That's funny, because I often skim read parts of books and I'm pretty sure that's not what I meant by it.


----------



## Cathbad (Aug 29, 2018)

I only skim my non-fiction reads.  I enjoy fiction too much to do that.


----------



## Guillermo Stitch (Aug 29, 2018)

Vertigo said:


> I think it's interesting but I'm not convinced it's inevitable upon reading from a digital source. I read ebooks in exactly the same way I read printed books; I effectively read them 'aloud' in my head. That's how I've always read and how I will always want to read. And it's also probably why I'm so critical of editing errors. Skim readers will likely not notice them as they are so often in 'invisible' words. I, on the other hand, stumble over them every time. It's also possibly why I hate books with impossible, or at least difficult, names to pronounce because I do pronounce them in my head.
> 
> It also limits the speed I can read at; it's rare that I'll read more than 100 pages in around 4 hours (my typical evening's reading time). I have always been suspicious of anyone who says they can read a whole book in that amount time and take in all the nuances, emotions, descriptions, scenery etc. of the book, and I've met plenty who claim they can. I don't want to get into an argument over that point but I really do wonder if anyone can read at those speeds without skimming.
> 
> However I don't think this is a new phenomenon I think it's been around ever since the idea of speed reading became popular in... was it the seventies? Nowadays the nature of information on places like Facebook, Twitter and online news, even forums like this one, positively encourage skim reading and maybe that's more accurately the reason younger folk are getting into the habit of reading in that way.
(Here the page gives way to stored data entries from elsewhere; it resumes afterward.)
//! Conversions from external infrastructure errors into domain errors.

use regsync_common::storage::StorageError;
use regsync_domain::RegSyncError;
use reqwest::Error as HttpError;
use rusqlite::Error as SqlError;
use tokio::task::JoinError;

/// Error newtype that keeps conversions on the infrastructure side and can be
/// converted back into the domain error.
#[derive(Debug)]
pub struct InfraError(pub RegSyncError);

impl std::fmt::Display for InfraError {
    fn fmt(&self, f: &mut std::fmt::Formatter<'_>) -> std::fmt::Result {
        self.0.fmt(f)
    }
}

impl std::error::Error for InfraError {}

impl From<InfraError> for RegSyncError {
    fn from(value: InfraError) -> Self {
        value.0
    }
}

impl From<RegSyncError> for InfraError {
    fn from(value: RegSyncError) -> Self {
        InfraError(value)
    }
}

trait IntoRegSyncError {
    fn into_regsync(self) -> RegSyncError;
}

/* -------------------------------------------------------------------------- */
/* rusqlite::Error → RegSyncError */
/* -------------------------------------------------------------------------- */

impl IntoRegSyncError for SqlError {
    fn into_regsync(self) -> RegSyncError {
        use rusqlite::ffi::ErrorCode;
        use rusqlite::Error as RE;

        fn looks_like_wrong_key(message: &str) -> bool {
            let lower = message.to_ascii_lowercase();
            lower.contains("not a database") || lower.contains("encrypted")
        }

        match self {
            RE::SqliteFailure(err, maybe_message) => {
                let message = maybe_message.unwrap_or_default();
                match (err.code, err.extended_code) {
                    (ErrorCode::DatabaseBusy, _) => {
                        RegSyncError::Database("database is busy".into())
                    }
                    (ErrorCode::DatabaseLocked, _) => {
                        RegSyncError::Database("database is locked".into())
                    }
                    (ErrorCode::ConstraintViolation, 2067) => {
                        RegSyncError::Database("unique constraint violation".into())
                    }
                    (ErrorCode::ConstraintViolation, 787) => {
                        RegSyncError::Database("foreign key constraint violation".into())
                    }
                    (_, _) if looks_like_wrong_key(&message) => RegSyncError::Security(
                        "SQLCipher key rejected or database not encrypted".into(),
                    ),
                    _ => RegSyncError::Database(format!(
                        "sqlite failure {:?} (code {}): {}",
                        err.code, err.extended_code, message
                    )),
                }
            }
            RE::QueryReturnedNoRows => RegSyncError::NotFound("no rows returned by query".into()),
            RE::FromSqlConversionFailure(_, _, cause) => {
                RegSyncError::Database(format!("failed to convert sqlite value: {cause}"))
            }
            RE::InvalidColumnType(_, name, ty) => {
                RegSyncError::Database(format!("invalid column type for {name}: {ty}"))
            }
            RE::InvalidPath(path) => RegSyncError::Database(format!(
                "invalid database path: {}",
                path.to_string_lossy()
            )),
            other => RegSyncError::Database(other.to_string()),
        }
    }
}

impl From<SqlError> for InfraError {
    fn from(value: SqlError) -> Self {
        InfraError(value.into_regsync())
    }
}

/* -------------------------------------------------------------------------- */
/* StorageError → RegSyncError */
/* -------------------------------------------------------------------------- */

impl IntoRegSyncError for StorageError {
    fn into_regsync(self) -> RegSyncError {
        match self {
            StorageError::WrongKeyOrNotEncrypted => {
                RegSyncError::Security("sqlcipher key rejected or database not encrypted".into())
            }
            StorageError::Timeout(seconds) => {
                RegSyncError::Database(format!("database timeout after {seconds}s"))
            }
            StorageError::Connection(message)
            | StorageError::Query(message)
            | StorageError::Encryption(message)
            | StorageError::Migration(message)
            | StorageError::InvalidConfig(message) => RegSyncError::Database(message),
            StorageError::SchemaVersionMismatch { expected, found } => RegSyncError::Database(
                format!("schema version mismatch (expected {expected}, found {found})"),
            ),
            StorageError::Common(common_err) => RegSyncError::Database(common_err.to_string()),
            StorageError::Rusqlite(sql_err) => sql_err.into_regsync(),
            StorageError::R2d2(r2d2_err) => RegSyncError::Database(r2d2_err.to_string()),
            StorageError::SerdeJson(json_err) => {
                RegSyncError::Database(format!("stored JSON is invalid: {json_err}"))
            }
        }
    }
}

impl From<StorageError> for InfraError {
    fn from(value: StorageError) -> Self {
        InfraError(value.into_regsync())
    }
}

/// Storage failures as domain errors; used by every repository.
pub fn map_storage_error(err: StorageError) -> RegSyncError {
    err.into_regsync()
}

/// `spawn_blocking` join failures as domain errors.
pub fn map_join_error(err: JoinError) -> RegSyncError {
    if err.is_cancelled() {
        RegSyncError::Internal("blocking task cancelled".into())
    } else {
        RegSyncError::Internal(format!("blocking task failed: {err}"))
    }
}

/* -------------------------------------------------------------------------- */
/* reqwest::Error → RegSyncError */
/* -------------------------------------------------------------------------- */

impl IntoRegSyncError for HttpError {
    fn into_regsync(self) -> RegSyncError {
        if self.is_timeout() {
            return RegSyncError::Network("HTTP request timed out".into());
        }

        if self.is_connect() {
            return RegSyncError::Network("HTTP connection failure".into());
        }

        if self.is_decode() {
            return RegSyncError::Registry(format!("undecodable registry response: {self}"));
        }

        if let Some(status) = self.status() {
            let code = status.as_u16();
            let message =
                format!("HTTP {} {}", code, status.canonical_reason().unwrap_or("unknown status"));

            return match code {
                401 | 403 => RegSyncError::Security(message),
                404 => RegSyncError::NotFound(message),
                429 => RegSyncError::Network(message),
                400..=499 => RegSyncError::InvalidInput(message),
                _ => RegSyncError::Network(message),
            };
        }

        RegSyncError::Network(self.to_string())
    }
}

impl From<HttpError> for InfraError {
    fn from(value: HttpError) -> Self {
        InfraError(value.into_regsync())
    }
}

/* -------------------------------------------------------------------------- */
/* Tests */
/* -------------------------------------------------------------------------- */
At first glance anyway, and before I've read the book, I think I agree with this. I was surprised to see ebooks included as one of the digital sources which may be having these effects. To my mind, it's much more about social media sites, from Facebook to Youtube, providing environments which actively encourage distraction. After all, the more distraction, the more clicks. The more clicks, the more opportunity for someone, somewhere, to make money.

But with ebooks  I don't experience any more distraction than I do with print. It's a straighforward, linear experience for me.


----------



## Vertigo (Aug 29, 2018)

Guillermo Stitch said:


> At first glance anyway, and before I've read the book, I think I agree with this. I was surprised to see ebooks included as one of the digital sources which may be having these effects. To my mind, it's much more about social media sites, from Facebook to Youtube, providing environments which actively encourage distraction. After all, the more distraction, the more clicks. The more clicks, the more opportunity for someone, somewhere, to make money.
> 
> But with ebooks  I don't experience any more distraction than I do with print. It's a straighforward, linear experience for me.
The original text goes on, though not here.